Potensi usaha peternakan broiler di Sumatera Barat dapat dilihat dari pertumbuhan populasi ternak Tabel 6.

Tabel 6 Populasi Ayam Broiler Pada Lima Kota di Sumatera Barat

Tahun Sumbar Padang Payakumbuh Bukittinggi Solok Tanah Datar 2003 10.608.542 3.650.000 2.280.000 3.525 129.385 1.263.060 2004 12.804.118 4.854.900 2.375.500 4.300 120.380 219.582 2005 11.357.881 4.602.785 2.119.400 7.489 67.165 160.160 2006 12.847.327 4.868.930 2.116.752 0 76.744 160.474 2007 12.648.143 4.981.212 1.946.552 2.520 49.050 164.487 Sumber : Date Base Dinas Peternakan Sumatera Barat

Secara umum populasi ayam broiler di Sumatera Barat dari tahun 2003 hingga 2007 mengalami peningkatan dari 10.608.542 ekor/tahun menjadi 12.648.143 ekor/tahun. Populasi ayam broiler dari tahun 2003-2007 mengalami peningkatan dari 3.650.000 ekor/tahun menjadi 4.981.212 ekor/tahun. Berbeda halnya dengan empat daerah lain yang diamati, dimana populasi ayam broiler di ke empat kota tersebut dari tahun 2003-2007 mengalami penurunan. Kota Payakumbuh populasi ayam broiler dari 2.280.000 ekot tahun 2003 menjadi 1.946.552 ekor pada tahun 2007. Kota Bukittinggi dari 3.525 ekor tahun 2003 menjadi 2.520 ekor tahun 2007. Kota Solok dari 129.385 ekor tahun 2003 menjadi 49.050 ekor tahun 2007. Begitu juga dengan Tanah Datar populasi ayam broiler menurun dari 1.263.060 ekor tahun 2003 menjadi 164.487 ekor di tahun 2007.

Penurunan populasi ayam broiler didaerah yang tidak dibarengi dengan kenaikan populasi ayam broiler di Sumatera Barat dikarenakan produksi ayam broiler didominasi oleh PT. Fajar Maknur Utama dan PT. Prima Karya Persada sebagai produsen terbesar ayam broiler di Sumatera Barat yang berada di kota Padang. Produksi peternak daerah sebagian besar dimanfaatkan untuk memenuhi

kebutuhan daerahnya sendiri, sementara untuk memenuhi kekurangan kebutuhan daerah biasanya ditutupi oleh populasi ayam yang berlebih di Kota Padang.
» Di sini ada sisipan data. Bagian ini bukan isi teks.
//! Account Surface - session.* and user.* methods

use super::RpcHandler;
use crate::error::to_rpc_error;
use crate::types::{
    CreateUserRequest, CreateUserResponse, CurrentSessionRequest, CurrentSessionResponse,
    DeleteUserRequest, DeleteUserResponse, GetUserRequest, GetUserResponse, ListUsersRequest,
    ListUsersResponse, LoginRequest, LoginResponse, LogoutRequest, LogoutResponse,
    UpdatePasswordRequest, UpdatePasswordResponse, UpdateUsernameRequest, UpdateUsernameResponse,
    UserView,
};
use jsonrpsee::types::ErrorObjectOwned;

impl RpcHandler {
    /// session.login.v1
    pub async fn login(&self, params: LoginRequest) -> Result<LoginResponse, ErrorObjectOwned> {
        // Credential checks share the mutation budget; unthrottled login
        // would be a free brute-force oracle.
        self.throttle()?;

        let user = self
            .ctx
            .users
            .authenticate(&params.username, &params.password)
            .await
            .map_err(to_rpc_error)?;

        let session = self
            .ctx
            .sessions
            .start(&user.id)
            .await
            .map_err(to_rpc_error)?;

        Ok(LoginResponse {
            session: session.token,
            expires_at: session.expires_at,
            user: UserView::from_user(&user),
        })
    }

    /// session.logout.v1
    pub async fn logout(&self, params: LogoutRequest) -> Result<LogoutResponse, ErrorObjectOwned> {
        self.throttle()?;

        self.ctx
            .sessions
            .end(&params.session)
            .await
            .map_err(to_rpc_error)?;

        Ok(LogoutResponse { logged_out: true })
    }

    /// session.current.v1
    pub async fn current_session(
        &self,
        params: CurrentSessionRequest,
    ) -> Result<CurrentSessionResponse, ErrorObjectOwned> {
        let caller = self.caller(&params.session).await?;
        let user = self.ctx.users.get_by_id(&caller).await.map_err(to_rpc_error)?;

        Ok(CurrentSessionResponse {
            user: UserView::from_user(&user),
        })
    }

    /// user.create.v1
    pub async fn create_user(
        &self,
        params: CreateUserRequest,
    ) -> Result<CreateUserResponse, ErrorObjectOwned> {
        self.throttle()?;

        let user = self
            .ctx
            .users
            .register(&params.username, &params.password)
            .await
            .map_err(to_rpc_error)?;

        Ok(CreateUserResponse {
            user: UserView::from_user(&user),
        })
    }

    /// user.list.v1
    pub async fn list_users(
        &self,
        _params: ListUsersRequest,
    ) -> Result<ListUsersResponse, ErrorObjectOwned> {
        let users = self.ctx.users.list().await.map_err(to_rpc_error)?;

        Ok(ListUsersResponse {
            users: users.iter().map(UserView::from_user).collect(),
        })
    }

    /// user.get.v1
    pub async fn get_user(
        &self,
        params: GetUserRequest,
    ) -> Result<GetUserResponse, ErrorObjectOwned> {
        let user = self
            .ctx
            .users
            .get_by_username(&params.username)
            .await
            .map_err(to_rpc_error)?;

        Ok(GetUserResponse {
            user: UserView::from_user(&user),
        })
    }

    /// user.update_username.v1
    pub async fn update_username(
        &self,
        params: UpdateUsernameRequest,
    ) -> Result<UpdateUsernameResponse, ErrorObjectOwned> {
        self.throttle()?;
        let caller = self.caller(&params.session).await?;

        let user = self
            .ctx
            .users
            .update_username(&caller, &params.new_username)
            .await
            .map_err(to_rpc_error)?;

        Ok(UpdateUsernameResponse {
            user: UserView::from_user(&user),
        })
    }

    /// user.update_password.v1
    pub async fn update_password(
        &self,
        params: UpdatePasswordRequest,
    ) -> Result<UpdatePasswordResponse, ErrorObjectOwned> {
        self.throttle()?;
        let caller = self.caller(&params.session).await?;

        self.ctx
            .users
            .update_password(&caller, &params.current_password, &params.new_password)
            .await
            .map_err(to_rpc_error)?;

        Ok(UpdatePasswordResponse { updated: true })
    }

    /// user.delete.v1
    pub async fn delete_user(
        &self,
        params: DeleteUserRequest,
    ) -> Result<DeleteUserResponse, ErrorObjectOwned> {
        self.throttle()?;
        let caller = self.caller(&params.session).await?;

        self.ctx.users.delete(&caller).await.map_err(to_rpc_error)?;

        Ok(DeleteUserResponse { deleted: true })
    }
}

#[cfg(test)]
mod tests {
    use super::super::tests::{signed_up, test_handler};
    use crate::error::code;
    use crate::types::*;

    #[tokio::test]
    async fn test_login_opens_session_for_valid_credentials() {
        let handler = test_handler(&[]);
        handler.ctx.users.register("mina", "password1").await.unwrap();

        let resp = handler
            .login(LoginRequest {
                username: "mina".to_string(),
                password: "password1".to_string(),
            })
            .await
            .unwrap();

        assert_eq!(resp.user.username, "mina");
        assert!(!resp.session.is_empty());

        // The returned token resolves back to the same user
        let current = handler
            .current_session(CurrentSessionRequest {
                session: resp.session,
            })
            .await
            .unwrap();
        assert_eq!(current.user.id, resp.user.id);
    }

    #[tokio::test]
    async fn test_login_rejects_bad_password_as_unauthenticated() {
        let handler = test_handler(&[]);
        handler.ctx.users.register("mina", "password1").await.unwrap();

        let err = handler
            .login(LoginRequest {
                username: "mina".to_string(),
                password: "wrong-password".to_string(),
            })
            .await
            .unwrap_err();

        assert_eq!(err.code(), code::UNAUTHENTICATED);
    }

    #[tokio::test]
    async fn test_logout_invalidates_the_token() {
        let handler = test_handler(&[]);
        let (_, token) = signed_up(&handler, "mina").await;

        handler
            .logout(LogoutRequest {
                session: token.clone(),
            })
            .await
            .unwrap();

        let err = handler
            .current_session(CurrentSessionRequest { session: token })
            .await
            .unwrap_err();
        assert_eq!(err.code(), code::UNAUTHENTICATED);
    }

    #[tokio::test]
    async fn test_create_user_then_duplicate_is_conflict() {
        let handler = test_handler(&[]);

        let resp = handler
            .create_user(CreateUserRequest {
                username: "mina".to_string(),
                password: "password1".to_string(),
            })
            .await
            .unwrap();
        assert_eq!(resp.user.username, "mina");

        let err = handler
            .create_user(CreateUserRequest {
                username: "mina".to_string(),
                password: "password2".to_string(),
            })
            .await
            .unwrap_err();
        assert_eq!(err.code(), code::CONFLICT);
    }

    #[tokio::test]
    async fn test_update_username_applies_to_the_caller_only() {
        let handler = test_handler(&[]);
        let (user_id, token) = signed_up(&handler, "mina").await;
        signed_up(&handler, "june").await;

        let resp = handler
            .update_username(UpdateUsernameRequest {
                session: token,
                new_username: "mina_market".to_string(),
            })
            .await
            .unwrap();

        assert_eq!(resp.user.id, user_id);
        assert_eq!(resp.user.username, "mina_market");

        let others = handler.list_users(ListUsersRequest {}).await.unwrap();
        assert!(others.users.iter().any(|u| u.username == "june"));
        assert!(!others.users.iter().any(|u| u.username == "mina"));
    }

    #[tokio::test]
    async fn test_delete_user_ends_their_sessions() {
        let handler = test_handler(&[]);
        let (_, token) = signed_up(&handler, "mina").await;

        handler
            .delete_user(DeleteUserRequest {
                session: token.clone(),
            })
            .await
            .unwrap();

        let err = handler
            .current_session(CurrentSessionRequest { session: token })
            .await
            .unwrap_err();
        assert_eq!(err.code(), code::UNAUTHENTICATED);
    }
}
Perkembangan peternakan sebagai bagian dari pembangunan pertanian dan pembangunan nasional telah menunjukkan kontribusi secaranyata dalam upaya peningkatan kesejahteraan masyarakat. Hal ini dapat dilihat dari konsumsi daging ayam broiler di Sumatera Barat pada tahun 2007 mencapai 0,52 kg/kapita/tahun. konsumsi protein, kalori dan lemak hewani asal ternak broiler masing-masing sebesar 0,26 gram/hari, 4,28 kalori/kapita/hari, dan 0,35 gram/kapita/hari.